Copy out each line of the data that includes the string "RowLength".

AVAILABLE RECORDS:

++++

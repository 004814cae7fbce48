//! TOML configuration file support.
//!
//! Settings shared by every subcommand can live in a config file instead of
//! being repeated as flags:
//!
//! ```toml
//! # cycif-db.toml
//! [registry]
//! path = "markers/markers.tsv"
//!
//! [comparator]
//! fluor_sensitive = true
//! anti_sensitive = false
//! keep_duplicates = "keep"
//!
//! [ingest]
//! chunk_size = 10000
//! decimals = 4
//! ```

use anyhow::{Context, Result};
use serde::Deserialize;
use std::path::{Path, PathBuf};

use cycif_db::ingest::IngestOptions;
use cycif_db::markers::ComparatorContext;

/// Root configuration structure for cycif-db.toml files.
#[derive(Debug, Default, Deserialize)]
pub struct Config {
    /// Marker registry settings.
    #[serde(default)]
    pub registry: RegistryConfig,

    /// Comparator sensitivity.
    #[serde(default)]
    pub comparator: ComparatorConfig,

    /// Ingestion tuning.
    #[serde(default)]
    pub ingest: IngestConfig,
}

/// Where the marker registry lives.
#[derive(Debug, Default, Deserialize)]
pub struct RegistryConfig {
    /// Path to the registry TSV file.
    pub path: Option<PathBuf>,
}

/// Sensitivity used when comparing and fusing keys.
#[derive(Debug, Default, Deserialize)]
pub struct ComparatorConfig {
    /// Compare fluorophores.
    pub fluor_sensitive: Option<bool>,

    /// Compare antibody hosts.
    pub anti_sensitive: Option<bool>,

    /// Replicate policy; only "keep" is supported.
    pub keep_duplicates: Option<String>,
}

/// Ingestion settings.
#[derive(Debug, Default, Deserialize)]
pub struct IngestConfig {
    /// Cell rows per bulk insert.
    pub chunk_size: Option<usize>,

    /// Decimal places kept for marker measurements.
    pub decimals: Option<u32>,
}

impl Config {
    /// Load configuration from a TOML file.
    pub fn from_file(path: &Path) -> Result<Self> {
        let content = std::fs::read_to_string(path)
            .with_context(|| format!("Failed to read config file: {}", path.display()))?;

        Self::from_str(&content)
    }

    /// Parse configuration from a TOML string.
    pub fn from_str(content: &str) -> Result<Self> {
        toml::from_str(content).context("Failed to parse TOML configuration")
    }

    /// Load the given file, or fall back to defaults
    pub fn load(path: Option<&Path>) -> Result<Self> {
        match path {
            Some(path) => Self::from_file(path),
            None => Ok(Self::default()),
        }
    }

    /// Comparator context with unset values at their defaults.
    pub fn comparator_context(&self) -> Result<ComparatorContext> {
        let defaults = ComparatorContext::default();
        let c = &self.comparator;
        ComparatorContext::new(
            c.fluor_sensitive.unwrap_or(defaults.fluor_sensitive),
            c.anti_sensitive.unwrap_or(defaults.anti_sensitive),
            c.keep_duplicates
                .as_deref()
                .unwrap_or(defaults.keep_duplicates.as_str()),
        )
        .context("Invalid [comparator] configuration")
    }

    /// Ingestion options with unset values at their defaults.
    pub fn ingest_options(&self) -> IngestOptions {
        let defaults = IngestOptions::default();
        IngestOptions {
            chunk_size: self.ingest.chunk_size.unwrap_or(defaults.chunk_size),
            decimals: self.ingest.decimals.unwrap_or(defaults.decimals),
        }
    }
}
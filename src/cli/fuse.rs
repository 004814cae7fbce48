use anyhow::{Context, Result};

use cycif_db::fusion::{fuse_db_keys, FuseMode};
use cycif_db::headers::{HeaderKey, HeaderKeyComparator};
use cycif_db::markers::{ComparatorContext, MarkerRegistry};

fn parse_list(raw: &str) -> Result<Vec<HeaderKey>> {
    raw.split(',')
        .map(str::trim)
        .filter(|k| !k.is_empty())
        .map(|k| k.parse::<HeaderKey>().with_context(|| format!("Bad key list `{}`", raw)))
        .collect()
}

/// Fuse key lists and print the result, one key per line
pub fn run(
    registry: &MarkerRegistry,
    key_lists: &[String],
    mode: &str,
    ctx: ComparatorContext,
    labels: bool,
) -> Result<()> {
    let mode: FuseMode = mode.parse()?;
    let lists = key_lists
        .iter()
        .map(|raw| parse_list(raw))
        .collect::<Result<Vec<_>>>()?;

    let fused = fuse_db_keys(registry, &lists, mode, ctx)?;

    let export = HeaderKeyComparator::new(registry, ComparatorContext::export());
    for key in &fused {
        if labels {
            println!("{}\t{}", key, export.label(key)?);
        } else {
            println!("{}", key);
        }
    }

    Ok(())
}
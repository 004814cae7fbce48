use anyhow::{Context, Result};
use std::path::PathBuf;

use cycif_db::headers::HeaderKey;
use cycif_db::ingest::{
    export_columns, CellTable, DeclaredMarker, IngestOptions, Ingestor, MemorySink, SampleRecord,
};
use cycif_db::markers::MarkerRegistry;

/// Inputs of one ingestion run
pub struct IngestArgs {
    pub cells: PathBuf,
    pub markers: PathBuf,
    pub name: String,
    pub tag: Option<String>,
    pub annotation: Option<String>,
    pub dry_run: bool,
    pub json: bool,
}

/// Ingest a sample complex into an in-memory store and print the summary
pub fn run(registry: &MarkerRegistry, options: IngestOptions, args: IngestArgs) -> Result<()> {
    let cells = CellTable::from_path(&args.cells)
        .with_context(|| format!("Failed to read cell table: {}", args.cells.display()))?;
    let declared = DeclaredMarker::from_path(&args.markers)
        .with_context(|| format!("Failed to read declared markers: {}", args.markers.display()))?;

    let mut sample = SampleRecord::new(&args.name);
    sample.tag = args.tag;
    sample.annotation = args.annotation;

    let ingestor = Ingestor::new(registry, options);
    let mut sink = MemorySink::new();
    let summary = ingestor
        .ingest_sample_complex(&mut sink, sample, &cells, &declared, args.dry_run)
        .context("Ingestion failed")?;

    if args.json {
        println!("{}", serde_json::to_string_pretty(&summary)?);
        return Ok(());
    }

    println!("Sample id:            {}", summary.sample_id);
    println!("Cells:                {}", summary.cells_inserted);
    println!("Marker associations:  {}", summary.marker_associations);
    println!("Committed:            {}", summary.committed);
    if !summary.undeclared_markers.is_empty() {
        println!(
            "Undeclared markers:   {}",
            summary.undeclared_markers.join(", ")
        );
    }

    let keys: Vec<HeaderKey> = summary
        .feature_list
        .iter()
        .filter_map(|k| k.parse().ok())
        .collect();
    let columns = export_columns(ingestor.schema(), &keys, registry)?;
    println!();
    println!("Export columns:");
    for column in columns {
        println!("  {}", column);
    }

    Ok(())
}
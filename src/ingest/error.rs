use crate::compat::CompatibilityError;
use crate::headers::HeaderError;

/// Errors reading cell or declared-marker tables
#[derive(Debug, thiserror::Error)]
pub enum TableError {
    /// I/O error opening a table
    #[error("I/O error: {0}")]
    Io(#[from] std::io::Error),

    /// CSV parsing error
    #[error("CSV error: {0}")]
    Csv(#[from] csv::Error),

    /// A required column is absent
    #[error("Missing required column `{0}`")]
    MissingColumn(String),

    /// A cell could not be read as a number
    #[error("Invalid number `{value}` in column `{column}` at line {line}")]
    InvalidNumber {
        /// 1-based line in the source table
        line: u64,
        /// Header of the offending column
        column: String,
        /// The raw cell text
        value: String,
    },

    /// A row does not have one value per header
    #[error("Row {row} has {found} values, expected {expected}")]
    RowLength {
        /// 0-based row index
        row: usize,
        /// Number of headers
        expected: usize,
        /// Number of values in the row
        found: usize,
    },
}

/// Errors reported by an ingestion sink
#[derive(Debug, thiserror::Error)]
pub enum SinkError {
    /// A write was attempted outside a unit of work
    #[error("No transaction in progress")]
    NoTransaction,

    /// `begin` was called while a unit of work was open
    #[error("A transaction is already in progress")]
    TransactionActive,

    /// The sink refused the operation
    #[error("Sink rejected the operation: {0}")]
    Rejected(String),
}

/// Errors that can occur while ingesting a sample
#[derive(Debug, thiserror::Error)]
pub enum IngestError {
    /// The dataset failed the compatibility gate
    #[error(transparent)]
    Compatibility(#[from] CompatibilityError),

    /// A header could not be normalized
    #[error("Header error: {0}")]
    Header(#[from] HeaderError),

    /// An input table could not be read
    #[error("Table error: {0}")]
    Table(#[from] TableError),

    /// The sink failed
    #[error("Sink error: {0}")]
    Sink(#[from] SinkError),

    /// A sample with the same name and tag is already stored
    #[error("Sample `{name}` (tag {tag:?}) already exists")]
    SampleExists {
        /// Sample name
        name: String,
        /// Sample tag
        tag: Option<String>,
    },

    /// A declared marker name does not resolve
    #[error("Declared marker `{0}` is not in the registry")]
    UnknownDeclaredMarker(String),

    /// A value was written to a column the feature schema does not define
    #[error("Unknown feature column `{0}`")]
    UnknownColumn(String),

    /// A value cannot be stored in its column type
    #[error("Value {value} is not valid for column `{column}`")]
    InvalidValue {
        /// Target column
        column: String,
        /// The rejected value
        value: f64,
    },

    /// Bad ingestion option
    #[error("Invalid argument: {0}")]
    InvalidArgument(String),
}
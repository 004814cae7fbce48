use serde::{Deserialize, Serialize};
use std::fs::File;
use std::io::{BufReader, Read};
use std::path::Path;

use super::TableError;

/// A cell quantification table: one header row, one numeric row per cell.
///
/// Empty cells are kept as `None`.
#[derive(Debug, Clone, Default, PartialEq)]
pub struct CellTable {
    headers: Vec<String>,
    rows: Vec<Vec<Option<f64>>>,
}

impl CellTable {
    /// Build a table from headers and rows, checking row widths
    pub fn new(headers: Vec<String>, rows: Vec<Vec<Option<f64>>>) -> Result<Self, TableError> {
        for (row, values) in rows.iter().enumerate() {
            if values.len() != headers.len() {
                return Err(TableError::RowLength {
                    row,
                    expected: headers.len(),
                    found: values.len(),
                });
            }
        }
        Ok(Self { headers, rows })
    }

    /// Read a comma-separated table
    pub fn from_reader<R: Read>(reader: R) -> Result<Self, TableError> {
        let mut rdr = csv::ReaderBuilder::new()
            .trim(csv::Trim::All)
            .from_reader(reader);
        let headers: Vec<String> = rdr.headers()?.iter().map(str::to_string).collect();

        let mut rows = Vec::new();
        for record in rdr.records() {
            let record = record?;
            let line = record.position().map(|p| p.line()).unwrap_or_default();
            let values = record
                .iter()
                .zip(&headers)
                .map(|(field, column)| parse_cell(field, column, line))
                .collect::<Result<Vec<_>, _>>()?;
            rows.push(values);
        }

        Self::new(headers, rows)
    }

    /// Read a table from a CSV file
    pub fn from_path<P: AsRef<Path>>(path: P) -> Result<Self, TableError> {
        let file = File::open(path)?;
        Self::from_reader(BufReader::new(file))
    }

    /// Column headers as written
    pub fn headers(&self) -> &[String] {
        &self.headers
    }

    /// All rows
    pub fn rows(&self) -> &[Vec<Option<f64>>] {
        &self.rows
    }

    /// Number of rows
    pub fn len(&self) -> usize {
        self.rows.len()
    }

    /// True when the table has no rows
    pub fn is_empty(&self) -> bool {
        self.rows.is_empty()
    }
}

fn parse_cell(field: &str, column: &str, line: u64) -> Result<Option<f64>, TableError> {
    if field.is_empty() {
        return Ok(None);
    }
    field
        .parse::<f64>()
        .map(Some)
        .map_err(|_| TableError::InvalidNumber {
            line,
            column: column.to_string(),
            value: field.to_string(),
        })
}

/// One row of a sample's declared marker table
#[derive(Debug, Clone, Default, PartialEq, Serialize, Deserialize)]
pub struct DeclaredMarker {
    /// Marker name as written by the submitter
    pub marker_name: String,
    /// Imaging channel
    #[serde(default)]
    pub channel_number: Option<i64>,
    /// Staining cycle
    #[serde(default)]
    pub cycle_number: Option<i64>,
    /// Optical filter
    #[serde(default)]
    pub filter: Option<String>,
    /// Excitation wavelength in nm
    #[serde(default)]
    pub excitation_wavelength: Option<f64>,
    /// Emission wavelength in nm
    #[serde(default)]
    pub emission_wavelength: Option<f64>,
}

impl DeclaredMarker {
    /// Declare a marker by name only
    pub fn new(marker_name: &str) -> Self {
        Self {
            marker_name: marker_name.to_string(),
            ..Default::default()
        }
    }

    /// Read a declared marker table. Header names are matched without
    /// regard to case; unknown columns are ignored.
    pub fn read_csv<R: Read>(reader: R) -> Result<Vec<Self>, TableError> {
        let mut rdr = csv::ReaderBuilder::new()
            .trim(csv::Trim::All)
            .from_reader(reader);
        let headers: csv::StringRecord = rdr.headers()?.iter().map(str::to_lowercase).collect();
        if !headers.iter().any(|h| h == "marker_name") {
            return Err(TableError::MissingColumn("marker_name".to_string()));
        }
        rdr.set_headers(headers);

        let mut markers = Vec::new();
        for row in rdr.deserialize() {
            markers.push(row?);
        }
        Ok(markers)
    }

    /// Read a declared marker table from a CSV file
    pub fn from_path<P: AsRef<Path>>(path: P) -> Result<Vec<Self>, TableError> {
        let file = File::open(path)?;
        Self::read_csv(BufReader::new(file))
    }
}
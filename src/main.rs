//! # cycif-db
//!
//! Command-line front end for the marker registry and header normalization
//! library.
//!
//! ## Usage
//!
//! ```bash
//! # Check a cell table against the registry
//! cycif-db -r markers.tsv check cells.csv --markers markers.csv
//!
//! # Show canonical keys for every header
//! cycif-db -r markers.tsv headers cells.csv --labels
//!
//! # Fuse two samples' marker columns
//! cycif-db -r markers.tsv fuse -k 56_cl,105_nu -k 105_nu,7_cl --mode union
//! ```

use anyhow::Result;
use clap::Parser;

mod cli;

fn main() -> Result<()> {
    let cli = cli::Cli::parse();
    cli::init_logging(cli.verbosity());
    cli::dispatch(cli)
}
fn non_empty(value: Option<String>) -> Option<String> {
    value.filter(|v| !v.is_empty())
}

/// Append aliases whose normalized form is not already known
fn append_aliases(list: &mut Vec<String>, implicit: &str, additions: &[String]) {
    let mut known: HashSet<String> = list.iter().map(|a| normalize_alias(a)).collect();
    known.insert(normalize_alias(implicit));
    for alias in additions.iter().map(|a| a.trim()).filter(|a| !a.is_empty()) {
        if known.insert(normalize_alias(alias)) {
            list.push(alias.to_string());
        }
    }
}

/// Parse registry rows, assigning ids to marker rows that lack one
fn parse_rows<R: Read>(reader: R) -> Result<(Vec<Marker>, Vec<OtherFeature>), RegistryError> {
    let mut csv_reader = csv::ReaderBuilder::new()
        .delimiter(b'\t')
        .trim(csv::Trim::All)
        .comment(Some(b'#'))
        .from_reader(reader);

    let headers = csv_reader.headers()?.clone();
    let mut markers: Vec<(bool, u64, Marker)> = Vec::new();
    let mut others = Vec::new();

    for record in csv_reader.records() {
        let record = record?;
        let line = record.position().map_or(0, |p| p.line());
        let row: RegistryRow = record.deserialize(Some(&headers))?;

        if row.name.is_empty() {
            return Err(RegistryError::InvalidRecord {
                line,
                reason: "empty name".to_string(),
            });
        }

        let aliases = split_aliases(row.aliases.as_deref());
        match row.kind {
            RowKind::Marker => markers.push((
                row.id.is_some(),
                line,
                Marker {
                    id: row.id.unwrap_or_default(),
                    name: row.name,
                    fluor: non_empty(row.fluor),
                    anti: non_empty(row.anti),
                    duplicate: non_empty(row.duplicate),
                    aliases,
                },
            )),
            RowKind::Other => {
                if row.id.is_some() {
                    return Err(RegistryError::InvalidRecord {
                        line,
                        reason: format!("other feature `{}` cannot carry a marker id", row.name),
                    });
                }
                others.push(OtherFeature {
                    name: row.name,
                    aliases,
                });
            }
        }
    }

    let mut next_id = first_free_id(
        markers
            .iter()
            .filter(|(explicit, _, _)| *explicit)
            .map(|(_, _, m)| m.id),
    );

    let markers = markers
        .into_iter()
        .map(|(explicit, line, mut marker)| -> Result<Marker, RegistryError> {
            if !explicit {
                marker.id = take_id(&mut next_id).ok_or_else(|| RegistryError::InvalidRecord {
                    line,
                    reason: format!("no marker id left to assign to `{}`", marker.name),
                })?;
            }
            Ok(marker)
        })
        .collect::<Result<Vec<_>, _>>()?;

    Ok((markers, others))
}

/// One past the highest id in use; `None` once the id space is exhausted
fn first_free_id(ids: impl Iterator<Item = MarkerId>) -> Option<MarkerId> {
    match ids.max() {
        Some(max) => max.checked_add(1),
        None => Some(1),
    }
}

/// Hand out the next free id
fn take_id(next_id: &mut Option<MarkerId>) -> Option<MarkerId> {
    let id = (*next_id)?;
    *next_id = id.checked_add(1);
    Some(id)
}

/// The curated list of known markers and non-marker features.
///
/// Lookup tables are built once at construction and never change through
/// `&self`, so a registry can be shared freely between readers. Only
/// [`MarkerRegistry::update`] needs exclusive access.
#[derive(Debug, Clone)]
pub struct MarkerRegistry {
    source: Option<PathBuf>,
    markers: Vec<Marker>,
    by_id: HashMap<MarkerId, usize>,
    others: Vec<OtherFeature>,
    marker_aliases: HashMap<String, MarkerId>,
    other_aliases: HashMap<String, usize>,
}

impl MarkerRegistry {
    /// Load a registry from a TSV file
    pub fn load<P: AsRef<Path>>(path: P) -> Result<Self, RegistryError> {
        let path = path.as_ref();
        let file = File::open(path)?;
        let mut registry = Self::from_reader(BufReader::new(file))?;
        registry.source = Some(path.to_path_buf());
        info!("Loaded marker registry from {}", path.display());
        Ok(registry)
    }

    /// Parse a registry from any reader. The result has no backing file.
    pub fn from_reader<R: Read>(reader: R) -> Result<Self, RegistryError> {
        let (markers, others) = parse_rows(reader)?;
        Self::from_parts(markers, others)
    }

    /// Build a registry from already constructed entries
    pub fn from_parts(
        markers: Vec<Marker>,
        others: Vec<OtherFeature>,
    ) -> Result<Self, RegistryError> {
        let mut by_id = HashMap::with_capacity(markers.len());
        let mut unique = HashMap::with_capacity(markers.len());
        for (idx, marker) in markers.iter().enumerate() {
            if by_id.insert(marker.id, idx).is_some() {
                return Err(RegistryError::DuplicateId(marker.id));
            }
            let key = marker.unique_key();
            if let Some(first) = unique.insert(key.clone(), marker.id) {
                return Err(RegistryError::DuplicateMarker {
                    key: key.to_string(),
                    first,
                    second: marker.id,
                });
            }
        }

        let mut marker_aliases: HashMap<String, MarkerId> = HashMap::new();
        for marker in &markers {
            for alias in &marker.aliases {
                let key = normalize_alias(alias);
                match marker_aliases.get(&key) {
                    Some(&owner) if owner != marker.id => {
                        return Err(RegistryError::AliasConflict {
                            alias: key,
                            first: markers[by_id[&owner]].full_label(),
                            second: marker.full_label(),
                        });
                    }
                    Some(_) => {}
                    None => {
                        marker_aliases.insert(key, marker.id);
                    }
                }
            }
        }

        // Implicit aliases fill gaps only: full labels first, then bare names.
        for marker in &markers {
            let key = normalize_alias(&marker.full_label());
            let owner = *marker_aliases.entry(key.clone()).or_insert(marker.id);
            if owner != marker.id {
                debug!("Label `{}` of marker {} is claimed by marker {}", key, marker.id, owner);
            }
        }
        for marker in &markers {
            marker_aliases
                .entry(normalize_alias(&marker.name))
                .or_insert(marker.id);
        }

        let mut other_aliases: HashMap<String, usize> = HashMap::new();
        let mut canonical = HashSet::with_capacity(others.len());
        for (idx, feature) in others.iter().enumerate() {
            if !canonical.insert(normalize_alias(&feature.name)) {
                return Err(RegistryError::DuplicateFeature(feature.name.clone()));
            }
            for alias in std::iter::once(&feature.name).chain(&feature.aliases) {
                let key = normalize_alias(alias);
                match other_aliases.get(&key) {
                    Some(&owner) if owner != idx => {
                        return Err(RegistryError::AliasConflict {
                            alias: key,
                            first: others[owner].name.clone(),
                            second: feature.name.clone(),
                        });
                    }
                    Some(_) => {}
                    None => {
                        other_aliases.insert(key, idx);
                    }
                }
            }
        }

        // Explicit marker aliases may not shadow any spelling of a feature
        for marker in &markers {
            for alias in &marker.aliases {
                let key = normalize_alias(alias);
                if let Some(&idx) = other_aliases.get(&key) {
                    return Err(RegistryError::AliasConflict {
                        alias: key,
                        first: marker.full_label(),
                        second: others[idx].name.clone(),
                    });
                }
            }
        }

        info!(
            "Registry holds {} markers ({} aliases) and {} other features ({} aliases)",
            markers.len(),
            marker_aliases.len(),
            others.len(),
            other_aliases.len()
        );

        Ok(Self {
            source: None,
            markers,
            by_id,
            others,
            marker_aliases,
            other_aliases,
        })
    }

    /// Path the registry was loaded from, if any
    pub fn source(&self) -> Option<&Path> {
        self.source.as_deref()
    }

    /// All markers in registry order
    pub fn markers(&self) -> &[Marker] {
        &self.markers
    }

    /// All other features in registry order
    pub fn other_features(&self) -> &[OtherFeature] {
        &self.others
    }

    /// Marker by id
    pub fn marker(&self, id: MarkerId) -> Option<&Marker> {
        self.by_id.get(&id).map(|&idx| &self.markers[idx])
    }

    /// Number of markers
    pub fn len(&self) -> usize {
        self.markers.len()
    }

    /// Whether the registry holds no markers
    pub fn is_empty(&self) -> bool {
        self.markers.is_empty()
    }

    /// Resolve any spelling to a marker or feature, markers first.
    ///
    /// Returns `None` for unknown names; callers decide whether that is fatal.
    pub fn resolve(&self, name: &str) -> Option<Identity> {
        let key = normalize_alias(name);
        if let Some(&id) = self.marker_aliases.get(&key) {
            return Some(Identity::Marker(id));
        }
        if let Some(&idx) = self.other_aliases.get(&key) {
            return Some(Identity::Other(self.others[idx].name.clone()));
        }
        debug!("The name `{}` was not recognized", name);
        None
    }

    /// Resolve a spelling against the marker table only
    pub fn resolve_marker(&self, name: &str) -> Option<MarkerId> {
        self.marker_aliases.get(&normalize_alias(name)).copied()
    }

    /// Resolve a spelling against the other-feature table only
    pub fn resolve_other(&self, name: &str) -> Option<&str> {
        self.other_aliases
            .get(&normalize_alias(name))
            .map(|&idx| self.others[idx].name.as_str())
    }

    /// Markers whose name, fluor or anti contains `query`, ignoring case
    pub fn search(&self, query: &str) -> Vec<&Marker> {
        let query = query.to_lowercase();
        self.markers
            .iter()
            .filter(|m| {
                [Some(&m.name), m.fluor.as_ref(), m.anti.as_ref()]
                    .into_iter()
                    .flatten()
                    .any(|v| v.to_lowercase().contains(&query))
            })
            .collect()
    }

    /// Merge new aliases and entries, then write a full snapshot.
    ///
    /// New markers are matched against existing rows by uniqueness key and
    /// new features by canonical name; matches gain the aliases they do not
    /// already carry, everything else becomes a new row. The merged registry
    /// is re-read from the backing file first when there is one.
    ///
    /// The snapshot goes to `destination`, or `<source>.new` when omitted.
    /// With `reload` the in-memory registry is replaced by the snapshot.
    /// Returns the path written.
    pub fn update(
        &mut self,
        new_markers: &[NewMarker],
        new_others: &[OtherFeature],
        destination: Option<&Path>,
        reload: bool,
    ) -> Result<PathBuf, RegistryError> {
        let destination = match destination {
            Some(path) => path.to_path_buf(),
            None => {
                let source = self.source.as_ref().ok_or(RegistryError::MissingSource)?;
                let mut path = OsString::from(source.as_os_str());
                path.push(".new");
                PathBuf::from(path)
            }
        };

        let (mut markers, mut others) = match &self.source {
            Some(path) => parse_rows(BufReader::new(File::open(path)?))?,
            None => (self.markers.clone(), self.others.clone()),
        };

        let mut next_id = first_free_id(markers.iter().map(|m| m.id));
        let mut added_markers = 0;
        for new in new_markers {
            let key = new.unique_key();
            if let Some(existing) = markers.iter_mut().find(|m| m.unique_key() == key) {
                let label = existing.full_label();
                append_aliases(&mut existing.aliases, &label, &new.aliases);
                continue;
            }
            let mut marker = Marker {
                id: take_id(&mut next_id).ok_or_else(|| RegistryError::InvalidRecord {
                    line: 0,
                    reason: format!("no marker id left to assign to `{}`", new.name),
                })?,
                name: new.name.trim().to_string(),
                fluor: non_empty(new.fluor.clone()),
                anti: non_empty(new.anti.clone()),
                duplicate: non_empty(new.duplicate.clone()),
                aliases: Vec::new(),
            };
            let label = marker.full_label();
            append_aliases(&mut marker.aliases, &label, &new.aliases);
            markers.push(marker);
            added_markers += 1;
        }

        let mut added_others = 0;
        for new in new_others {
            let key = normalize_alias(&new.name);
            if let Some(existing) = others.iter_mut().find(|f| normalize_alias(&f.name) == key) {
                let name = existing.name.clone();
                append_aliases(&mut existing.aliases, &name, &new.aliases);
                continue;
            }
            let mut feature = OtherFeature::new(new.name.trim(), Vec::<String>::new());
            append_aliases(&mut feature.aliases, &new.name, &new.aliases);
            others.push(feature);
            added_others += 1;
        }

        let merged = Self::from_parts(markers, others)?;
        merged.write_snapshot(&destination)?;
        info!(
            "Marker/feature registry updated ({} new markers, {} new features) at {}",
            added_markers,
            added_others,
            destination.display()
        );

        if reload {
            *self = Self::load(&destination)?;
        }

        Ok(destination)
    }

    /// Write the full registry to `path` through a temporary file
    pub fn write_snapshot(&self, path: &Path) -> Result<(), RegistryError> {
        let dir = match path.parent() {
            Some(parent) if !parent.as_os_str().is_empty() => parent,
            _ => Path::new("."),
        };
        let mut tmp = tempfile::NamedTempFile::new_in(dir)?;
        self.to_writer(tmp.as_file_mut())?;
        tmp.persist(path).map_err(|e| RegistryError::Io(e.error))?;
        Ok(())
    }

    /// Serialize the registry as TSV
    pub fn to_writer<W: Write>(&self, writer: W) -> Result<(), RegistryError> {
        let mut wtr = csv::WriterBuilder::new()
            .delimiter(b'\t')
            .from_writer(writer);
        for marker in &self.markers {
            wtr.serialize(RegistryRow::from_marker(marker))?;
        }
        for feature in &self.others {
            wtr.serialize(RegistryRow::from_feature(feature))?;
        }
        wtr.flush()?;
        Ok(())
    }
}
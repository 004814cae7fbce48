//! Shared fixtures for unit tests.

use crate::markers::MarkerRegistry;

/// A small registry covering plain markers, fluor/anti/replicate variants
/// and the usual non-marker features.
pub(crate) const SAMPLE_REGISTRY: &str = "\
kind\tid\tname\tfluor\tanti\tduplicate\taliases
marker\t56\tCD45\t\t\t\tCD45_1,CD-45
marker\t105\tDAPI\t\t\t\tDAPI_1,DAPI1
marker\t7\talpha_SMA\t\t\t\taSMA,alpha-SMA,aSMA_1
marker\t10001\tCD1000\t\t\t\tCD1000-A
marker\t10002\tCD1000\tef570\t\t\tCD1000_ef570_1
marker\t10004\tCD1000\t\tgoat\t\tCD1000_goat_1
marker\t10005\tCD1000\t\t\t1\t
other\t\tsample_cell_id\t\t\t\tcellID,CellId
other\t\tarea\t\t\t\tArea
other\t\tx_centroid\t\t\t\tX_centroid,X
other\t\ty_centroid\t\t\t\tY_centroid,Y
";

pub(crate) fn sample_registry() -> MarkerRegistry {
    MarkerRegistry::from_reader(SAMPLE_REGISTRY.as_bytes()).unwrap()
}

++++

TASK OUTPUT:
    RowLength {
                return Err(TableError::RowLength {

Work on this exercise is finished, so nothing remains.